Stored data:
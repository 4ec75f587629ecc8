//! The read-only hand-off of a finished run to an export collaborator.
//!
//! A `MatrixReport` flattens a [`ResultMatrix`] and its size series into a
//! plain, serializable structure: measured values in a chosen [`TimeUnit`]
//! plus a list of the rows and cells that failed. Rendering it into a
//! spreadsheet or chart is the consumer's business.

use std::collections::BTreeMap;

use serde::Serialize;

use super::matrix::ResultMatrix;
use crate::config::TimeUnit;
use crate::error::SortBenchError;

#[derive(Serialize, Debug, Clone, PartialEq)]
pub struct MatrixReport {
    /// Array sizes; every timing vector is indexed like this list.
    pub sizes: Vec<usize>,
    pub unit: TimeUnit,
    /// generator -> algorithm -> elapsed time per size, in `unit`.
    pub results: BTreeMap<String, BTreeMap<String, Vec<f64>>>,
    pub failures: Vec<FailureReport>,
}

#[derive(Serialize, Debug, Clone, PartialEq, Eq)]
pub struct FailureReport {
    pub generator: String,
    #[serde(skip_serializing_if = "Option::is_none")]
    pub algorithm: Option<String>,
    pub message: String,
}

impl MatrixReport {
    pub fn from_matrix(matrix: &ResultMatrix, unit: TimeUnit) -> Self {
        let results = matrix
            .measured()
            .into_iter()
            .map(|(generator, cells)| {
                let cells = cells
                    .into_iter()
                    .map(|(algorithm, timings)| {
                        let values = timings.iter().map(|&t| unit.convert(t)).collect();
                        (algorithm.to_string(), values)
                    })
                    .collect();
                (generator.to_string(), cells)
            })
            .collect();

        let failures = matrix
            .failures()
            .into_iter()
            .map(|failure| FailureReport {
                generator: failure.generator.to_string(),
                algorithm: failure.algorithm.map(str::to_string),
                message: failure.error.to_string(),
            })
            .collect();

        Self {
            sizes: matrix.sizes().as_slice().to_vec(),
            unit,
            results,
            failures,
        }
    }

    pub fn to_json_pretty(&self) -> Result<String, SortBenchError> {
        Ok(serde_json::to_string_pretty(self)?)
    }
}
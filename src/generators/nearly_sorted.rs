//! Ascending input with a single out-of-place element at the end.

use rand::Rng;

use super::{ascending, InputGenerator};

/// Produces `[1, 2, ..., size - 1, x]` where `x` is drawn uniformly from
/// `[1, size - 1]`.
pub struct NearlySorted;

impl InputGenerator for NearlySorted {
    fn name(&self) -> &'static str {
        "NearlySorted"
    }

    fn generate(&self, size: usize) -> Vec<i32> {
        nearly_sorted_with(&mut rand::rng(), size)
    }
}

/// Seedable form of [`NearlySorted`]. A one-element array can only hold `1`.
pub fn nearly_sorted_with<R: Rng + ?Sized>(rng: &mut R, size: usize) -> Vec<i32> {
    let mut data = ascending(size);
    if let Some(last) = data.last_mut() {
        let upper = size.saturating_sub(1).max(1);
        *last = rng.random_range(1..=upper) as i32;
    }
    data
}
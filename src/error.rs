// In: src/error.rs

//! This module defines the single, unified error type for the entire sortbench library.
//! It uses the `thiserror` crate to provide ergonomic, context-aware error handling.

use thiserror::Error;

#[derive(Error, Debug)]
pub enum SortBenchError {
    // =========================================================================
    // === High-Level, Semantic Errors (Specific to our library's logic)
    // =========================================================================
    /// The size interval or step count cannot produce a size series.
    /// Callers are expected to re-prompt rather than retry.
    #[error(
        "Invalid benchmark parameters (min_size={min_size}, max_size={max_size}, step_count={step_count}): {reason}"
    )]
    InvalidParameters {
        min_size: i64,
        max_size: i64,
        step_count: i64,
        reason: String,
    },

    /// A registered generator or algorithm could not be invoked. The engine
    /// isolates this per matrix entry; it never aborts a run.
    #[error("Plugin '{plugin}' could not be invoked: {reason}")]
    PluginInvocationFailure { plugin: String, reason: String },

    #[error("A plugin named '{0}' is already registered")]
    DuplicatePlugin(String),

    #[error("No plugin is registered under the name '{0}'")]
    UnknownPlugin(String),

    #[error("Configuration error: {0}")]
    Config(String),

    // =========================================================================
    // === External Error Wrappers (Using #[from] for automatic conversion)
    // =========================================================================
    /// An error originating from the underlying I/O subsystem (config files, log files).
    #[error("I/O error: {0}")]
    Io(#[from] std::io::Error),

    /// An error from the Serde JSON library, typically during config loading or report rendering.
    #[error("Serde JSON error: {0}")]
    SerdeJson(#[from] serde_json::Error),
}

impl SortBenchError {
    /// Returns `true` for errors a caller should answer by asking for new
    /// parameters.
    pub fn is_invalid_parameters(&self) -> bool {
        matches!(self, SortBenchError::InvalidParameters { .. })
    }
}
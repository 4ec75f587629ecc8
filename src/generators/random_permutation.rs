//! A uniform random permutation of `[1..size]`.

use rand::Rng;

use super::{ascending, InputGenerator};

/// Fisher-Yates shuffle of the ascending array.
pub struct RandomPermutation;

impl InputGenerator for RandomPermutation {
    fn name(&self) -> &'static str {
        "RandomPermutation"
    }

    fn generate(&self, size: usize) -> Vec<i32> {
        random_permutation_with(&mut rand::rng(), size)
    }
}

/// Seedable form of [`RandomPermutation`].
///
/// For `i` from `size` down to 2, swaps position `i - 1` with a uniformly
/// chosen position in `[0, i - 1]`.
pub fn random_permutation_with<R: Rng + ?Sized>(rng: &mut R, size: usize) -> Vec<i32> {
    let mut data = ascending(size);
    for i in (2..=size).rev() {
        let k = rng.random_range(0..i);
        data.swap(i - 1, k);
    }
    data
}
// In: src/engine/mod.rs

//! The benchmarking engine: cross-products generators × algorithms × sizes
//! into a [`ResultMatrix`].
//!
//! The engine is a pure coordinator. It:
//! 1. Builds the [`SizeSeries`] (failing fast on bad bounds).
//! 2. Materializes one input array per size for each registered generator.
//! 3. Times each registered algorithm on a fresh copy of every input.
//! 4. Stores each outcome, successful or not, in the matrix.
//!
//! Execution is single-threaded and measurements never overlap. A generator
//! or algorithm that panics is isolated to its own row or cell: the failure is
//! logged, recorded in the matrix, and the run moves on.

use std::any::Any;
use std::collections::BTreeMap;
use std::hint::black_box;
use std::panic::{self, AssertUnwindSafe};
use std::time::Instant;

use crate::config::BenchConfig;
use crate::error::SortBenchError;
use crate::generators::InputGenerator;
use crate::registry::{self, AlgorithmRegistry, GeneratorRegistry};
use crate::series::SizeSeries;
use crate::sorters::SortingAlgorithm;

//==================================================================================
// 1. Module Declarations
//==================================================================================

pub mod matrix;
pub mod report;

pub use self::matrix::{CellOutcome, GeneratorOutcome, PluginFailure, ResultMatrix, Timings};
pub use self::report::{FailureReport, MatrixReport};

//==================================================================================
// 2. Engine
//==================================================================================

/// Owns the plugin sets a run iterates over. Holds no per-run state, so one
/// engine can serve any number of runs.
#[derive(Clone)]
pub struct BenchmarkEngine {
    generators: GeneratorRegistry,
    algorithms: AlgorithmRegistry,
}

impl BenchmarkEngine {
    pub fn new(generators: GeneratorRegistry, algorithms: AlgorithmRegistry) -> Self {
        Self {
            generators,
            algorithms,
        }
    }

    /// Every generator and algorithm in the static registration tables.
    pub fn with_defaults() -> Self {
        Self::new(registry::default_generators(), registry::default_algorithms())
    }

    /// The default tables, narrowed to the selections in `config`.
    pub fn from_config(config: &BenchConfig) -> Result<Self, SortBenchError> {
        config.check_selections()?;
        let mut generators = registry::default_generators();
        if let Some(names) = &config.generators {
            generators = generators.select(names)?;
        }
        let mut algorithms = registry::default_algorithms();
        if let Some(names) = &config.algorithms {
            algorithms = algorithms.select(names)?;
        }
        Ok(Self::new(generators, algorithms))
    }

    pub fn generators(&self) -> &GeneratorRegistry {
        &self.generators
    }

    pub fn algorithms(&self) -> &AlgorithmRegistry {
        &self.algorithms
    }

    /// Runs the full cross product over `[min_size, max_size]`.
    ///
    /// Only `InvalidParameters` is returned as an error. Plugin failures are
    /// recorded inside the matrix.
    pub fn run(
        &self,
        min_size: i64,
        max_size: i64,
        step_count: i64,
    ) -> Result<ResultMatrix, SortBenchError> {
        let sizes = SizeSeries::compute(min_size, max_size, step_count)?;
        let start_overall = Instant::now();

        log::info!(
            "--- Benchmark run: {} generator(s) x {} algorithm(s) over sizes {:?} ---",
            self.generators.len(),
            self.algorithms.len(),
            sizes.as_slice()
        );

        let mut matrix = ResultMatrix::new(sizes);

        for (generator_name, generator) in self.generators.iter() {
            let inputs = match materialize_inputs(generator_name, generator.as_ref(), matrix.sizes()) {
                Ok(inputs) => inputs,
                Err(err) => {
                    log::warn!("  - Generator: {:<20} | SKIPPED: {}", generator_name, err);
                    matrix.insert_row(generator_name, GeneratorOutcome::Failed(err));
                    continue;
                }
            };

            let mut cells = BTreeMap::new();
            for (algorithm_name, algorithm) in self.algorithms.iter() {
                let cell = time_algorithm(generator_name, algorithm_name, algorithm.as_ref(), &inputs);
                match &cell {
                    Ok(timings) => log::info!(
                        "  - Generator: {:<20} | Algorithm: {:<24} | Total: {:.2?}",
                        generator_name,
                        algorithm_name,
                        timings.iter().sum::<std::time::Duration>()
                    ),
                    Err(err) => log::warn!(
                        "  - Generator: {:<20} | Algorithm: {:<24} | SKIPPED: {}",
                        generator_name,
                        algorithm_name,
                        err
                    ),
                }
                cells.insert(algorithm_name.to_string(), cell);
            }
            matrix.insert_row(generator_name, GeneratorOutcome::Measured(cells));
        }

        log::info!(
            "--- Benchmark run finished in {:.2?} with {} failure(s) ---",
            start_overall.elapsed(),
            matrix.failures().len()
        );

        Ok(matrix)
    }

    /// Runs with the bounds from `config`.
    pub fn run_config(&self, config: &BenchConfig) -> Result<ResultMatrix, SortBenchError> {
        self.run(config.min_size, config.max_size, config.step_count)
    }
}

impl Default for BenchmarkEngine {
    fn default() -> Self {
        Self::with_defaults()
    }
}

//==================================================================================
// 3. Internal Helpers
//==================================================================================

/// Builds one input per size. A generator that panics or returns the wrong
/// number of elements fails as a whole.
fn materialize_inputs(
    name: &str,
    generator: &dyn InputGenerator,
    sizes: &SizeSeries,
) -> Result<Vec<Vec<i32>>, SortBenchError> {
    let mut inputs = Vec::with_capacity(sizes.len());
    for size in sizes.iter() {
        let data = invoke_guarded(name, || generator.generate(size))?;
        if data.len() != size {
            return Err(SortBenchError::PluginInvocationFailure {
                plugin: name.to_string(),
                reason: format!("asked for {} elements, got {}", size, data.len()),
            });
        }
        inputs.push(data);
    }
    Ok(inputs)
}

/// Times `algorithm` on a copy of each input. The copy is made outside the
/// timed window; the timestamps bracket only the `sort` call.
fn time_algorithm(
    generator_name: &str,
    name: &str,
    algorithm: &dyn SortingAlgorithm,
    inputs: &[Vec<i32>],
) -> CellOutcome {
    let mut timings = Vec::with_capacity(inputs.len());
    for input in inputs {
        let copy = input.clone();
        let size = copy.len();
        let elapsed = invoke_guarded(name, move || {
            let start = Instant::now();
            let sorted = algorithm.sort(Some(copy));
            let elapsed = start.elapsed();
            black_box(sorted);
            elapsed
        })?;
        log_metric!(
            "event" = "measurement",
            "generator" = generator_name,
            "algorithm" = name,
            "size" = size,
            "nanos" = elapsed.as_nanos()
        );
        timings.push(elapsed);
    }
    Ok(timings)
}

/// Runs a plugin call, turning a panic into `PluginInvocationFailure`.
fn invoke_guarded<T>(plugin: &str, call: impl FnOnce() -> T) -> Result<T, SortBenchError> {
    panic::catch_unwind(AssertUnwindSafe(call)).map_err(|payload| {
        SortBenchError::PluginInvocationFailure {
            plugin: plugin.to_string(),
            reason: format!("panicked: {}", panic_message(payload.as_ref())),
        }
    })
}

fn panic_message(payload: &(dyn Any + Send)) -> String {
    if let Some(msg) = payload.downcast_ref::<&str>() {
        msg.to_string()
    } else if let Some(msg) = payload.downcast_ref::<String>() {
        msg.clone()
    } else {
        "unknown panic payload".to_string()
    }
}
//! A quicksort-style recursive partition sort with a tracked midpoint pivot.
//!
//! The pivot starts at the midpoint of the range. Unlike textbook
//! Hoare/Lomuto schemes the pivot element itself takes part in swaps: when a
//! cursor sitting on the pivot index swaps, the pivot index follows its value
//! to the other cursor. Partitioning ends with both cursors on the pivot
//! index `S`; recursion continues on `[left, S]` and `[S + 1, right]`.

use super::SortingAlgorithm;

pub struct RecursivePartitionSort;

impl SortingAlgorithm for RecursivePartitionSort {
    fn name(&self) -> &'static str {
        "RecursivePartitionSort"
    }

    fn sort_vec(&self, mut data: Vec<i32>) -> Vec<i32> {
        if !data.is_empty() {
            let right = data.len() - 1;
            recursive_sort(&mut data, 0, right);
        }
        data
    }
}

fn recursive_sort(data: &mut [i32], left: usize, right: usize) {
    if left >= right {
        return;
    }
    let s = partition(data, left, right);
    recursive_sort(data, left, s);
    recursive_sort(data, s + 1, right);
}

/// Partitions `data[left..=right]` around the value at its midpoint and
/// returns the final pivot index `S`.
///
/// After every swap `data[S]` still holds the pivot value. On return every
/// element of `[left, S)` is `<=` the pivot and every element of
/// `(S, right]` is `>=` it.
pub(crate) fn partition(data: &mut [i32], left: usize, right: usize) -> usize {
    let mut i = left;
    let mut j = right;
    let mut s = left + (right - left) / 2;
    let pivot = data[s];

    while i < j {
        while data[i] <= pivot && i < s {
            i += 1;
        }
        while data[j] >= pivot && j > s {
            j -= 1;
        }
        if i < j {
            data.swap(i, j);
            if i == s {
                s = j;
            } else if j == s {
                s = i;
            }
            debug_assert_eq!(data[s], pivot, "pivot index lost its value");
        }
    }
    s
}
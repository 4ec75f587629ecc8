//! This file is the root of the `sortbench` Rust crate.
//!
//! Its responsibilities are strictly limited to:
//! 1.  Declaring all the top-level modules of our library (`series`, `sorters`, etc.)
//!     so the Rust compiler knows they exist.
//! 2.  Re-exporting the handful of types a caller needs to configure a run,
//!     execute it, and hand the resulting matrix to a report.

//==================================================================================
// 0. Constants
//==================================================================================
/// The crate version, automatically set from Cargo.toml at compile time.
pub const VERSION: &str = env!("CARGO_PKG_VERSION");
//==================================================================================
// 1. Module Declarations
//==================================================================================
#[macro_use]
mod observability; // Make macros available throughout the crate

pub mod config;
pub mod engine;
pub mod error;
pub mod generators;
pub mod logging;
pub mod registry;
pub mod series;
pub mod sorters;

//==================================================================================
// 2. Public Surface
//==================================================================================
pub use config::{BenchConfig, TimeUnit};
pub use engine::{BenchmarkEngine, MatrixReport, ResultMatrix};
pub use error::SortBenchError;
pub use generators::InputGenerator;
pub use registry::{AlgorithmRegistry, GeneratorRegistry, Registry};
pub use series::SizeSeries;
pub use sorters::SortingAlgorithm;
//! Shared, read-only state handed to every check execution

use sentinel_dbt::{
    ArtifactLoader, Catalog, DependencyGraph, Manifest, RunResults, Result as ArtifactResult,
};
use crate::check::CheckError;

/// Artifacts loaded for one run
#[derive(Debug, Clone)]
pub struct Artifacts {
    pub manifest: Manifest,
    pub catalog: Option<Catalog>,
    pub run_results: Option<RunResults>,
}

/// Which optional artifacts the selected checks need
#[derive(Debug, Clone, Copy, Default, PartialEq, Eq)]
pub struct Requirements {
    pub catalog: bool,
    pub run_results: bool,
}

impl Artifacts {
    pub fn new(manifest: Manifest) -> Self {
        Self {
            manifest,
            catalog: None,
            run_results: None,
        }
    }

    /// Load the manifest plus whichever other artifacts are required
    pub fn load(loader: &ArtifactLoader, requirements: Requirements) -> ArtifactResult<Self> {
        let manifest = loader.load_manifest()?;
        let catalog = if requirements.catalog {
            Some(loader.load_catalog(&manifest)?)
        } else {
            None
        };
        let run_results = if requirements.run_results {
            Some(loader.load_run_results(&manifest)?)
        } else {
            None
        };

        Ok(Self {
            manifest,
            catalog,
            run_results,
        })
    }

    pub fn with_catalog(mut self, catalog: Catalog) -> Self {
        self.catalog = Some(catalog);
        self
    }

    pub fn with_run_results(mut self, run_results: RunResults) -> Self {
        self.run_results = Some(run_results);
        self
    }

    pub fn context(&self) -> Context<'_> {
        Context {
            manifest: &self.manifest,
            catalog: self.catalog.as_ref(),
            run_results: self.run_results.as_ref(),
            graph: DependencyGraph::from_manifest(&self.manifest),
        }
    }
}

/// Everything a check may look at besides its own target
#[derive(Debug, Clone, Copy)]
pub struct Context<'a> {
    pub manifest: &'a Manifest,
    catalog: Option<&'a Catalog>,
    run_results: Option<&'a RunResults>,
    pub graph: DependencyGraph<'a>,
}

impl<'a> Context<'a> {
    pub fn catalog(&self) -> Result<&'a Catalog, CheckError> {
        self.catalog
            .ok_or_else(|| CheckError::execution("catalog.json was not loaded"))
    }

    pub fn run_results(&self) -> Result<&'a RunResults, CheckError> {
        self.run_results
            .ok_or_else(|| CheckError::execution("run_results.json was not loaded"))
    }
}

* [EXERCISE BRIEF] Reproduce each line from the data that has "super" in it.

* [SOLUTION BELOW]
use super::matrix::ResultMatrix;
use super::{ascending, InputGenerator};
use super::{ascending, InputGenerator};
use super::SortingAlgorithm;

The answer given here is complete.